Description of the task: Reproduce the data below in full. Nothing should differ from the original.

Supplied information:
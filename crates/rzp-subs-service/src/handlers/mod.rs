//! API handlers.

pub mod health;
pub mod subscriptions;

Written solution:
filename crates/rzp-subs-service/src/handlers/mod.rs
//! API handlers.

pub mod health;
pub mod subscriptions;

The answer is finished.